WORK ORDER. Find and copy each line of the data that includes "InMemoryRepository".

Stored data

··········

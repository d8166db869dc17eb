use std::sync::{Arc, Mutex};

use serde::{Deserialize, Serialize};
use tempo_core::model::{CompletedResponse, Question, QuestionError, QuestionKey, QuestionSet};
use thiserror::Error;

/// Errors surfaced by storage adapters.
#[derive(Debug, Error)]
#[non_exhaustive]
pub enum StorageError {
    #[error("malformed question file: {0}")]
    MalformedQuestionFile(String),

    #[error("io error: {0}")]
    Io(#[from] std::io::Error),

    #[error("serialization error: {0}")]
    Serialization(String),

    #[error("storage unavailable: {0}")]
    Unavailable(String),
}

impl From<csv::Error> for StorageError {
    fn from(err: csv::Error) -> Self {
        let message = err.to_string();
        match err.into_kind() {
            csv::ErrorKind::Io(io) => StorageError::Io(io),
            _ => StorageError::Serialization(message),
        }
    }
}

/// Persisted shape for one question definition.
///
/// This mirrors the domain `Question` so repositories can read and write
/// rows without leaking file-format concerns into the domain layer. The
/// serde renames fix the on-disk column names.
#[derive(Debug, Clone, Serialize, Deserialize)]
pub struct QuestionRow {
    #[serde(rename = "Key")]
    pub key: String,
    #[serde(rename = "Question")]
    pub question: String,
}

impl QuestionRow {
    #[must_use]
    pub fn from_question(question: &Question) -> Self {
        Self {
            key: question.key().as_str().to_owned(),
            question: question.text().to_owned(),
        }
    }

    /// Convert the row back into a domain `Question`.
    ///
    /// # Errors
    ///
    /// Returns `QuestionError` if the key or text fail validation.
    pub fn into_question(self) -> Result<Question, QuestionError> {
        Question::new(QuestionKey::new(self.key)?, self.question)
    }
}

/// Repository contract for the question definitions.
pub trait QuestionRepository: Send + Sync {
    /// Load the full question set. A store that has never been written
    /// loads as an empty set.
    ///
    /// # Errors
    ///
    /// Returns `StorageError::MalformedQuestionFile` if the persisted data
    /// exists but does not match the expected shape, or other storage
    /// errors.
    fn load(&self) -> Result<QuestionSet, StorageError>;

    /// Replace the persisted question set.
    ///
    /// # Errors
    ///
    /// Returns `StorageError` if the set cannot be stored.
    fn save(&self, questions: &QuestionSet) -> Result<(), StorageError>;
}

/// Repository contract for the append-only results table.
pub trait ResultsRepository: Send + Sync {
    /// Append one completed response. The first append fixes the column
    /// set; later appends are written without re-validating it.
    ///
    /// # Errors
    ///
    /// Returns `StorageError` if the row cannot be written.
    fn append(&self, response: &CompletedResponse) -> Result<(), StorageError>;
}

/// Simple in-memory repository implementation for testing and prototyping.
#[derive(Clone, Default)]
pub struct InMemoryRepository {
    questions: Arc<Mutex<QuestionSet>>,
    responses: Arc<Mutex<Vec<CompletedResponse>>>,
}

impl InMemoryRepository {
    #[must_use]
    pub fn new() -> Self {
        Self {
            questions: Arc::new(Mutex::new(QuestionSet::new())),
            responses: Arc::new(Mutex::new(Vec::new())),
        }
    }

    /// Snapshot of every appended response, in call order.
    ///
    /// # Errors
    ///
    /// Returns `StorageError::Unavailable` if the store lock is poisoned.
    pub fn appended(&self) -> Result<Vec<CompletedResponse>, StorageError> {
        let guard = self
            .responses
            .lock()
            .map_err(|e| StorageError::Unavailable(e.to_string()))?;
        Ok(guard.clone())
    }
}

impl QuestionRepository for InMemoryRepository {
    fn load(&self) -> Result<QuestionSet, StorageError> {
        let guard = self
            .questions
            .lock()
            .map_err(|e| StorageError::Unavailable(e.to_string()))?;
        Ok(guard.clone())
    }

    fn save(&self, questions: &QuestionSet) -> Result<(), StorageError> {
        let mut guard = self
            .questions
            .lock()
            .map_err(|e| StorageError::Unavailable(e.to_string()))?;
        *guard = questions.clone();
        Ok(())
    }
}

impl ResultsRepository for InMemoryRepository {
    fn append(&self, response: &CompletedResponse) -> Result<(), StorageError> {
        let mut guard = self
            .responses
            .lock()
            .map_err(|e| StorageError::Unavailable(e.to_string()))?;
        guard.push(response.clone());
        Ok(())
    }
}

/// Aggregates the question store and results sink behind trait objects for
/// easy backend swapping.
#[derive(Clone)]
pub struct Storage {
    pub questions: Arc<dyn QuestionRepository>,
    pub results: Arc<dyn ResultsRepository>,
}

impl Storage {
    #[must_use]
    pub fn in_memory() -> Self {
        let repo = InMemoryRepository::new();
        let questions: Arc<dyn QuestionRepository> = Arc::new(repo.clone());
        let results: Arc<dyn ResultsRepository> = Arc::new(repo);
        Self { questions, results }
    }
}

··········

REPLY TO THE EXERCISE.
pub struct InMemoryRepository {
impl InMemoryRepository {
impl QuestionRepository for InMemoryRepository {
impl ResultsRepository for InMemoryRepository {
        let repo = InMemoryRepository::new();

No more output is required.